There’s nothing wrong with NOLF2’s middle section, there’s tons of gags, in-jokes and bullets flying about but it's largely padding – Tom’s house and The Thing base are essentially the same for instance - find enough clues to trigger the next scene - while India outstays it’s welcome. You get this feeling we're just kicking our heels until the final mission which slowly builds during the cut-scenes, as a warmongering US general pushes for war - and straight into HARM's hands.
The finale, escaping HARM’s (amusingly fake) volcano base, resolving Cate’s differences with Isako and stopping the Super-soldiers on Khios is all good fun – and there’s even time for a touching moment with one of the super-soldiers, who retained some memory and thinks Cate is its daughter – but NOLF2 doesn’t quite have that warmth of the original, that love for its sixties TV inspiration. Instead it ramps up the humour, almost reaching screwball comedy; I’m not saying Cate jumps the shark here, but it’s definitely going for the silly. I have nothing against chasing a three-foot-tall unicycle-riding mime through the backstreets of Calcutta while riding on Armstrong’s back as he peddles a kid’s tricycle, who can argue with that, but NOLF2 is more an absurdist experience compared to the subversive tone of the first. Okay, so NOLF1 had an opera-warbling mini-boss you bested by turning off her radio so she walked into electrified puddles, but NOLF2 is The Monkeys to NOLF1's The Beatles.

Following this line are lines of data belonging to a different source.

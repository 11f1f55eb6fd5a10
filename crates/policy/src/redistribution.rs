// Copyright 2021 Rayhaan Jaufeerally.
//
// Licensed under the Apache License, Version 2.0 (the "License");
// you may not use this file except in compliance with the License.
// You may obtain a copy of the License at
//
//      http://www.apache.org/licenses/LICENSE-2.0
//
// Unless required by applicable law or agreed to in writing, software
// distributed under the License is distributed on an "AS IS" BASIS,
// WITHOUT WARRANTIES OR CONDITIONS OF ANY KIND, either express or implied.
// See the License for the specific language governing permissions and
// limitations under the License.

//! Derives what each table and peer exports and what it accepts.
//!
//! Flags only express intent. Here they are combined with the peer type rules,
//! the runtime lists and the kernel export gate into the effective policy.

use std::collections::BTreeMap;

use serde::Serialize;

use crate::defaults;
use crate::matrix;
use crate::resolver::{Attribute, ResolvedPeer};
use crate::schema::{
    AcceptOption, IgpConfig, PeerType, RedistributeOption, RouterConfig, StaticRoute, Table,
};

/// Kernel export state of every source table after applying the master gate.
#[derive(Debug, Clone, PartialEq, Eq, Serialize)]
pub struct KernelExport {
    pub gate: bool,
    pub sources: BTreeMap<Table, bool>,
}

impl KernelExport {
    pub fn derive(router: &RouterConfig) -> Self {
        let flag = |table: Table| {
            router
                .tables
                .get(&table)
                .and_then(|t| t.export_kernel)
                .unwrap_or(true)
        };
        let gate = flag(Table::Master);
        let sources = Table::KERNEL_SOURCES
            .iter()
            .map(|t| (*t, gate && flag(*t)))
            .collect();
        KernelExport { gate, sources }
    }

    pub fn exports(&self, table: Table) -> bool {
        self.sources.get(&table).copied().unwrap_or(false)
    }

    /// Tables whose routes are already in the kernel. Redistributing kernel
    /// routes must skip these or they would be fed back to their origin.
    pub fn exported_origins(&self) -> Vec<Table> {
        self.sources
            .iter()
            .filter(|(_, on)| **on)
            .map(|(t, _)| *t)
            .collect()
    }
}

#[derive(Debug, Clone, PartialEq, Eq, Serialize)]
pub struct RedistributionRule {
    pub source: RedistributeOption,
    #[serde(skip_serializing_if = "Vec::is_empty")]
    pub exclude_origins: Vec<Table>,
}

/// What a table or peer exports.
#[derive(Debug, Clone, Default, PartialEq, Eq, Serialize)]
pub struct RedistributionPolicy {
    pub rules: Vec<RedistributionRule>,
    pub default_route: bool,
    pub static_routes: Vec<StaticRoute>,
}

impl RedistributionPolicy {
    pub fn exports(&self, source: RedistributeOption) -> bool {
        self.rules.iter().any(|r| r.source == source)
    }
}

/// What a table or peer imports.
#[derive(Debug, Clone, Default, PartialEq, Eq, Serialize)]
pub struct AcceptancePolicy {
    pub reject_all: bool,
    pub accept: BTreeMap<AcceptOption, bool>,
    pub default_route: bool,
    pub blackhole: bool,
    #[serde(skip_serializing_if = "Option::is_none")]
    pub local_pref: Option<u32>,
}

struct Intent<'a> {
    flags: &'a BTreeMap<RedistributeOption, bool>,
    default_allowed: bool,
}

impl Intent<'_> {
    fn on(&self, option: RedistributeOption) -> bool {
        self.flags.get(&option).copied().unwrap_or(false)
    }

    fn default_route(&self) -> bool {
        self.default_allowed && self.on(RedistributeOption::Default)
    }
}

fn rules<'a>(
    options: impl Iterator<Item = &'a RedistributeOption>,
    kernel: &KernelExport,
) -> Vec<RedistributionRule> {
    options
        .filter(|o| **o != RedistributeOption::Default)
        .map(|o| RedistributionRule {
            source: *o,
            exclude_origins: if *o == RedistributeOption::Kernel {
                kernel.exported_origins()
            } else {
                vec![]
            },
        })
        .collect()
}

/// Static routes leaving a table or peer. Default routes additionally need
/// default route export, blackhole routes their own flag.
fn static_routes(routes: &[StaticRoute], intent: &Intent) -> Vec<StaticRoute> {
    routes
        .iter()
        .filter(|route| {
            if route.is_blackhole() {
                intent.on(RedistributeOption::StaticBlackhole)
            } else if route.is_default() {
                intent.on(RedistributeOption::Static) && intent.default_route()
            } else {
                intent.on(RedistributeOption::Static)
            }
        })
        .cloned()
        .collect()
}

/// Export policy of a BGP peer.
pub fn peer_redistribution(
    peer: &ResolvedPeer,
    router: &RouterConfig,
    kernel: &KernelExport,
) -> RedistributionPolicy {
    if peer.quarantine {
        return RedistributionPolicy::default();
    }
    let allowed = |o: RedistributeOption| {
        !matrix::is_forbidden(peer.peer_type, Attribute::Redistribute(o))
    };
    let intent = Intent {
        flags: &peer.redistribute,
        default_allowed: allowed(RedistributeOption::Default),
    };
    let enabled = RedistributeOption::PEER
        .iter()
        .filter(|o| intent.on(**o) && allowed(**o));
    RedistributionPolicy {
        rules: rules(enabled, kernel),
        default_route: intent.default_route(),
        static_routes: static_routes(&router.static_routes, &intent),
    }
}

/// Import policy of a BGP peer.
pub fn peer_acceptance(peer: &ResolvedPeer) -> AcceptancePolicy {
    let reject_all = peer.quarantine || peer.peer_type == PeerType::RouteCollector;
    let accept: BTreeMap<AcceptOption, bool> = AcceptOption::ALL
        .iter()
        .map(|o| {
            let on = !reject_all
                && peer.accept(*o)
                && !matrix::is_forbidden(peer.peer_type, Attribute::Accept(*o));
            (*o, on)
        })
        .collect();
    let on = |o: AcceptOption| accept.get(&o).copied().unwrap_or(false);
    AcceptancePolicy {
        reject_all,
        default_route: on(AcceptOption::Default)
            || on(AcceptOption::BgpOwnDefault)
            || on(AcceptOption::BgpTransitDefault),
        blackhole: on(AcceptOption::BgpCustomerBlackhole) || on(AcceptOption::BgpOwnBlackhole),
        local_pref: if peer.graceful_shutdown {
            Some(0)
        } else {
            defaults::local_pref(peer.peer_type)
        },
        accept,
    }
}

/// Export policy of an IGP table. IGP flags have no inherited level and
/// default to off.
pub fn igp_redistribution(
    igp: &IgpConfig,
    router: &RouterConfig,
    kernel: &KernelExport,
) -> RedistributionPolicy {
    let intent = Intent {
        flags: &igp.redistribute,
        default_allowed: true,
    };
    let options = RedistributeOption::igp(igp.protocol);
    let enabled = options.iter().filter(|o| intent.on(**o));
    RedistributionPolicy {
        rules: rules(enabled, kernel),
        default_route: intent.default_route(),
        static_routes: static_routes(&router.static_routes, &intent),
    }
}

pub fn igp_acceptance(igp: &IgpConfig) -> AcceptancePolicy {
    let accept: BTreeMap<AcceptOption, bool> = AcceptOption::IGP
        .iter()
        .map(|o| (*o, igp.accept.get(o).copied().unwrap_or(false)))
        .collect();
    AcceptancePolicy {
        reject_all: false,
        default_route: accept.get(&AcceptOption::Default).copied().unwrap_or(false),
        blackhole: false,
        local_pref: None,
        accept,
    }
}

#[cfg(test)]
mod tests {
    use super::*;
    use crate::peer_list::RuntimeLists;
    use crate::resolver::Resolver;
    use crate::schema::{Igp, PeerAttributes, PeerConfig, TableAttributes};
    use pretty_assertions::assert_eq;
    use std::net::Ipv4Addr;

    fn router() -> RouterConfig {
        let mut router = RouterConfig::new(Ipv4Addr::new(0, 0, 0, 1));
        router.static_routes = [
            "0.0.0.0/0 via 100.101.0.2",
            "::/0 via fc00:101::2",
            "10.0.0.0/8 via 100.101.0.3",
            "192.0.2.0/24 blackhole",
        ]
        .iter()
        .map(|r| r.parse().unwrap())
        .collect();
        router
    }

    fn resolved(peer: PeerConfig, lists: &RuntimeLists) -> ResolvedPeer {
        let global = PeerAttributes::default();
        Resolver::new(&global, lists).resolve_peer(&peer)
    }

    #[test]
    fn test_customer_gets_default_static_routes() {
        let router = router();
        let mut peer = PeerConfig::new("c1", 65001, PeerType::Customer);
        peer.attributes.redistribute.insert(RedistributeOption::Default, true);
        peer.attributes.redistribute.insert(RedistributeOption::Static, true);
        let peer = resolved(peer, &RuntimeLists::default());
        let policy = peer_redistribution(&peer, &router, &KernelExport::derive(&router));
        assert!(policy.default_route);
        let routes: Vec<String> = policy.static_routes.iter().map(|r| r.to_string()).collect();
        assert_eq!(
            routes,
            vec!["0.0.0.0/0 via 100.101.0.2", "::/0 via fc00:101::2", "10.0.0.0/8 via 100.101.0.3"]
        );
    }

    #[test]
    fn test_static_without_default() {
        let router = router();
        let mut peer = PeerConfig::new("c1", 65001, PeerType::Customer);
        peer.attributes.redistribute.insert(RedistributeOption::Static, true);
        let peer = resolved(peer, &RuntimeLists::default());
        let policy = peer_redistribution(&peer, &router, &KernelExport::derive(&router));
        assert_eq!(policy.static_routes.len(), 1);
        assert!(!policy.default_route);
    }

    #[test]
    fn test_forbidden_flags_are_not_effective() {
        let router = router();
        let mut peer = PeerConfig::new("t1", 65002, PeerType::Transit);
        peer.attributes.redistribute.insert(RedistributeOption::Default, true);
        peer.attributes.redistribute.insert(RedistributeOption::Static, true);
        let peer = resolved(peer, &RuntimeLists::default());
        let policy = peer_redistribution(&peer, &router, &KernelExport::derive(&router));
        assert!(!policy.default_route);
        assert_eq!(policy.static_routes.len(), 1);
        assert!(policy.exports(RedistributeOption::BgpCustomer));
        assert!(!policy.exports(RedistributeOption::BgpTransit));
    }

    #[test]
    fn test_quarantine_blocks_everything() {
        let router = router();
        let mut lists = RuntimeLists::default();
        lists.quarantine.add("c1");
        let peer = resolved(PeerConfig::new("c1", 65001, PeerType::Customer), &lists);
        let policy = peer_redistribution(&peer, &router, &KernelExport::derive(&router));
        assert_eq!(policy, RedistributionPolicy::default());
        let acceptance = peer_acceptance(&peer);
        assert!(acceptance.reject_all);
        assert!(acceptance.accept.values().all(|on| !on));
    }

    #[test]
    fn test_route_collector_imports_nothing() {
        let peer = resolved(
            PeerConfig::new("rc1", 65009, PeerType::RouteCollector),
            &RuntimeLists::default(),
        );
        let acceptance = peer_acceptance(&peer);
        assert!(acceptance.reject_all);
        assert_eq!(acceptance.local_pref, Some(0));
    }

    #[test]
    fn test_graceful_shutdown_drops_local_pref() {
        let mut lists = RuntimeLists::default();
        lists.graceful_shutdown.add("c1");
        let peer = resolved(PeerConfig::new("c1", 65001, PeerType::Customer), &lists);
        assert_eq!(peer_acceptance(&peer).local_pref, Some(0));
        let peer = resolved(
            PeerConfig::new("c1", 65001, PeerType::Customer),
            &RuntimeLists::default(),
        );
        assert_eq!(peer_acceptance(&peer).local_pref, Some(750));
    }

    #[test]
    fn test_kernel_gate() {
        let mut router = router();
        let kernel = KernelExport::derive(&router);
        assert!(kernel.gate);
        assert_eq!(kernel.exported_origins().len(), 4);

        router.tables.insert(
            Table::Rip,
            TableAttributes {
                export_kernel: Some(false),
            },
        );
        let kernel = KernelExport::derive(&router);
        assert!(!kernel.exports(Table::Rip));
        assert!(kernel.exports(Table::Ospf));

        router.tables.insert(
            Table::Master,
            TableAttributes {
                export_kernel: Some(false),
            },
        );
        let kernel = KernelExport::derive(&router);
        assert!(Table::KERNEL_SOURCES.iter().all(|t| !kernel.exports(*t)));
    }

    #[test]
    fn test_igp_kernel_redistribution_skips_exported_origins() {
        let mut router = router();
        router.tables.insert(
            Table::Static,
            TableAttributes {
                export_kernel: Some(false),
            },
        );
        let mut ospf = IgpConfig::new(Igp::Ospf);
        ospf.redistribute.insert(RedistributeOption::Kernel, true);
        ospf.redistribute.insert(RedistributeOption::Connected, true);
        let policy = igp_redistribution(&ospf, &router, &KernelExport::derive(&router));
        assert_eq!(policy.rules.len(), 2);
        let kernel_rule = policy
            .rules
            .iter()
            .find(|r| r.source == RedistributeOption::Kernel)
            .unwrap();
        assert_eq!(kernel_rule.exclude_origins, vec![Table::Bgp, Table::Ospf, Table::Rip]);
    }
}
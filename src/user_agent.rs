//! User-Agent string sent on every portal request.

/// Project URL for User-Agent identification.
const PROJECT_UA_URL: &str = "https://github.com/politodown/politodown";

/// Default User-Agent (identifies the tool and its version).
#[must_use]
pub(crate) fn default_user_agent() -> String {
    let version = env!("CARGO_PKG_VERSION");
    format!("politodown/{version} (+{PROJECT_UA_URL})")
}

#[cfg(test)]
mod tests {
    use super::*;

    #[test]
    fn test_user_agent_carries_version_and_project_url() {
        let ua = default_user_agent();
        assert!(ua.contains(PROJECT_UA_URL), "UA must contain project URL: {ua}");
        assert_eq!(
            ua.strip_prefix("politodown/")
                .and_then(|s| s.split(' ').next()),
            Some(env!("CARGO_PKG_VERSION")),
            "UA must contain crate version"
        );
    }
}
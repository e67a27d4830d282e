//! Regex-driven HTML extraction.
//!
//! Portal pages are old server-rendered markup; the handful of elements the
//! crate needs are located by tag name and attributes, with element bodies
//! balanced against nested tags of the same name.

use std::collections::HashMap;
use std::sync::LazyLock;

use regex::Regex;

/// Compiles a regex at static init; panics on invalid pattern.
pub(crate) fn compile_static_regex(pattern: &str) -> Regex {
    Regex::new(pattern).unwrap_or_else(|e| panic!("invalid static regex '{pattern}': {e}"))
}

static ATTR_RE: LazyLock<Regex> = LazyLock::new(|| {
    compile_static_regex(
        r#"([a-zA-Z_:][-a-zA-Z0-9_:.]*)(?:\s*=\s*(?:"([^"]*)"|'([^']*)'|([^\s"'>]+)))?"#,
    )
});

static TAG_STRIP_RE: LazyLock<Regex> = LazyLock::new(|| compile_static_regex(r"(?s)<[^>]*>"));

static ENTITY_RE: LazyLock<Regex> =
    LazyLock::new(|| compile_static_regex(r"&(#[0-9]+|#[xX][0-9a-fA-F]+|[a-zA-Z]+);"));

const VOID_TAGS: [&str; 8] = ["br", "hr", "img", "input", "meta", "link", "area", "base"];

/// Attribute condition used to select elements.
#[derive(Debug, Clone, Copy)]
pub enum AttrFilter<'a> {
    /// Every element of the tag.
    Any,
    /// Attribute equals the value exactly.
    Equals(&'a str, &'a str),
    /// The `class` attribute contains the class token.
    HasClass(&'a str),
    /// Attribute value matches the regex somewhere.
    Matches(&'a str, &'a Regex),
}

impl AttrFilter<'_> {
    fn accepts(&self, element: &Element) -> bool {
        match self {
            Self::Any => true,
            Self::Equals(name, value) => element.attr(name) == Some(*value),
            Self::HasClass(class) => element.has_class(class),
            Self::Matches(name, regex) => element.attr(name).is_some_and(|v| regex.is_match(v)),
        }
    }
}

/// An element located in a page.
#[derive(Debug, Clone, PartialEq, Eq)]
pub struct Element {
    attrs: HashMap<String, String>,
    /// Raw markup between the opening and closing tag.
    pub inner_html: String,
    /// Byte offset just past the element in the scanned document.
    pub end: usize,
}

impl Element {
    /// Returns an attribute value (names are case-insensitive).
    #[must_use]
    pub fn attr(&self, name: &str) -> Option<&str> {
        self.attrs
            .get(&name.to_ascii_lowercase())
            .map(String::as_str)
    }

    /// Returns true if the `class` attribute contains `class` as a token.
    #[must_use]
    pub fn has_class(&self, class: &str) -> bool {
        self.attr("class")
            .is_some_and(|value| value.split_whitespace().any(|token| token == class))
    }

    /// Returns the element text with tags stripped and entities decoded.
    #[must_use]
    pub fn text(&self) -> String {
        decode_entities(&strip_tags(&self.inner_html))
    }
}

#[derive(Debug)]
struct Token<'h> {
    start: usize,
    end: usize,
    closing: bool,
    self_closing: bool,
    attrs: &'h str,
}

/// Finds every `tag` element accepted by `filter`, in document order.
#[must_use]
pub fn find_elements(html: &str, tag: &str, filter: AttrFilter<'_>) -> Vec<Element> {
    let tokens = tokenize(html, tag);
    let void = VOID_TAGS.contains(&tag.to_ascii_lowercase().as_str());
    let mut elements = Vec::new();

    for (index, token) in tokens.iter().enumerate() {
        if token.closing {
            continue;
        }

        let attrs = parse_attributes(token.attrs);
        let (inner_html, end) = if void || token.self_closing {
            (String::new(), token.end)
        } else {
            match matching_close(&tokens, index) {
                Some(close) => (html[token.end..close.start].to_string(), close.end),
                None => {
                    // Unterminated: the body runs until the next opening tag of
                    // the same name, or the end of the document.
                    let stop = tokens[index + 1..]
                        .iter()
                        .find(|t| !t.closing)
                        .map_or(html.len(), |t| t.start);
                    (html[token.end..stop].to_string(), stop)
                }
            }
        };

        let element = Element {
            attrs,
            inner_html,
            end,
        };
        if filter.accepts(&element) {
            elements.push(element);
        }
    }

    elements
}

/// Finds the first `tag` element accepted by `filter`.
#[must_use]
pub fn find_element(html: &str, tag: &str, filter: AttrFilter<'_>) -> Option<Element> {
    find_elements(html, tag, filter).into_iter().next()
}

fn tokenize<'h>(html: &'h str, tag: &str) -> Vec<Token<'h>> {
    let pattern = format!(
        r#"(?is)<(/?){}\b((?:[^>"']|"[^"]*"|'[^']*')*)>"#,
        regex::escape(tag)
    );
    let Ok(regex) = Regex::new(&pattern) else {
        return Vec::new();
    };

    regex
        .captures_iter(html)
        .filter_map(|caps| {
            let whole = caps.get(0)?;
            let attrs = caps.get(2).map_or("", |m| m.as_str());
            Some(Token {
                start: whole.start(),
                end: whole.end(),
                closing: caps.get(1).is_some_and(|m| !m.as_str().is_empty()),
                self_closing: attrs.trim_end().ends_with('/'),
                attrs,
            })
        })
        .collect()
}

fn matching_close<'t, 'h>(tokens: &'t [Token<'h>], open: usize) -> Option<&'t Token<'h>> {
    let mut depth = 1usize;
    for token in &tokens[open + 1..] {
        if token.closing {
            depth -= 1;
            if depth == 0 {
                return Some(token);
            }
        } else if !token.self_closing {
            depth += 1;
        }
    }
    None
}

fn parse_attributes(raw: &str) -> HashMap<String, String> {
    ATTR_RE
        .captures_iter(raw.trim_end_matches('/'))
        .filter_map(|caps| {
            let name = caps.get(1)?.as_str().to_ascii_lowercase();
            let value = caps
                .get(2)
                .or_else(|| caps.get(3))
                .or_else(|| caps.get(4))
                .map_or("", |m| m.as_str());
            Some((name, decode_entities(value)))
        })
        .collect()
}

/// Removes every tag from `html`, keeping text and whitespace.
#[must_use]
pub fn strip_tags(html: &str) -> String {
    TAG_STRIP_RE.replace_all(html, "").into_owned()
}

/// Decodes common named and numeric character references.
#[must_use]
pub fn decode_entities(text: &str) -> String {
    ENTITY_RE
        .replace_all(text, |caps: &regex::Captures<'_>| {
            let entity = &caps[1];
            let decoded = if let Some(hex) = entity
                .strip_prefix("#x")
                .or_else(|| entity.strip_prefix("#X"))
            {
                u32::from_str_radix(hex, 16).ok().and_then(char::from_u32)
            } else if let Some(dec) = entity.strip_prefix('#') {
                dec.parse::<u32>().ok().and_then(char::from_u32)
            } else {
                match entity {
                    "amp" => Some('&'),
                    "lt" => Some('<'),
                    "gt" => Some('>'),
                    "quot" => Some('"'),
                    "apos" => Some('\''),
                    "nbsp" => Some('\u{a0}'),
                    _ => None,
                }
            };
            decoded.map_or_else(|| caps[0].to_string(), String::from)
        })
        .into_owned()
}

The unrealised potential of Isako and Cate’s relationship does sour things a little, and the subplot of the Super-solider searching for his daughter is another aspect that could have been explored instead of more India shenanigans, but NOLF2 is still a far better realised game than most. It’s not NOLF1 but few games are (almost none to be honest) and pacing and plotting aside, there’s a lot of fun to be had in the world. Around HARM bases there’s constant reminders to the staff ‘remember what HARM stands for’ – even though no one knows (Unless you play Monolith’s FEAR...) Games could learn a lot from Cate; they don’t all have to build social or gender commentary into their narratives or feature men turned into crates, but the NOLF games show it’s possible to deliver so much more than a reskin. The energy, excitement, wit and fun on display in NOLF2 reminds you why you love gaming so much; this is a game that loves to be played. Cate is lovely too.
The real heartbreaker here though isn’t the unobtainable, perfect Cate, it’s that the NOLF franchise is so mired in copyright issues it’ll never see the light of day or manage a re-release let alone a third game. And so, the NOLF games remain the very definition of a Blast from the Past - a real, genuine contender for the ‘they don’t make them like that anymore’ crown. Cate would look great in a crown, but only if it had a grappling hook hidden in it.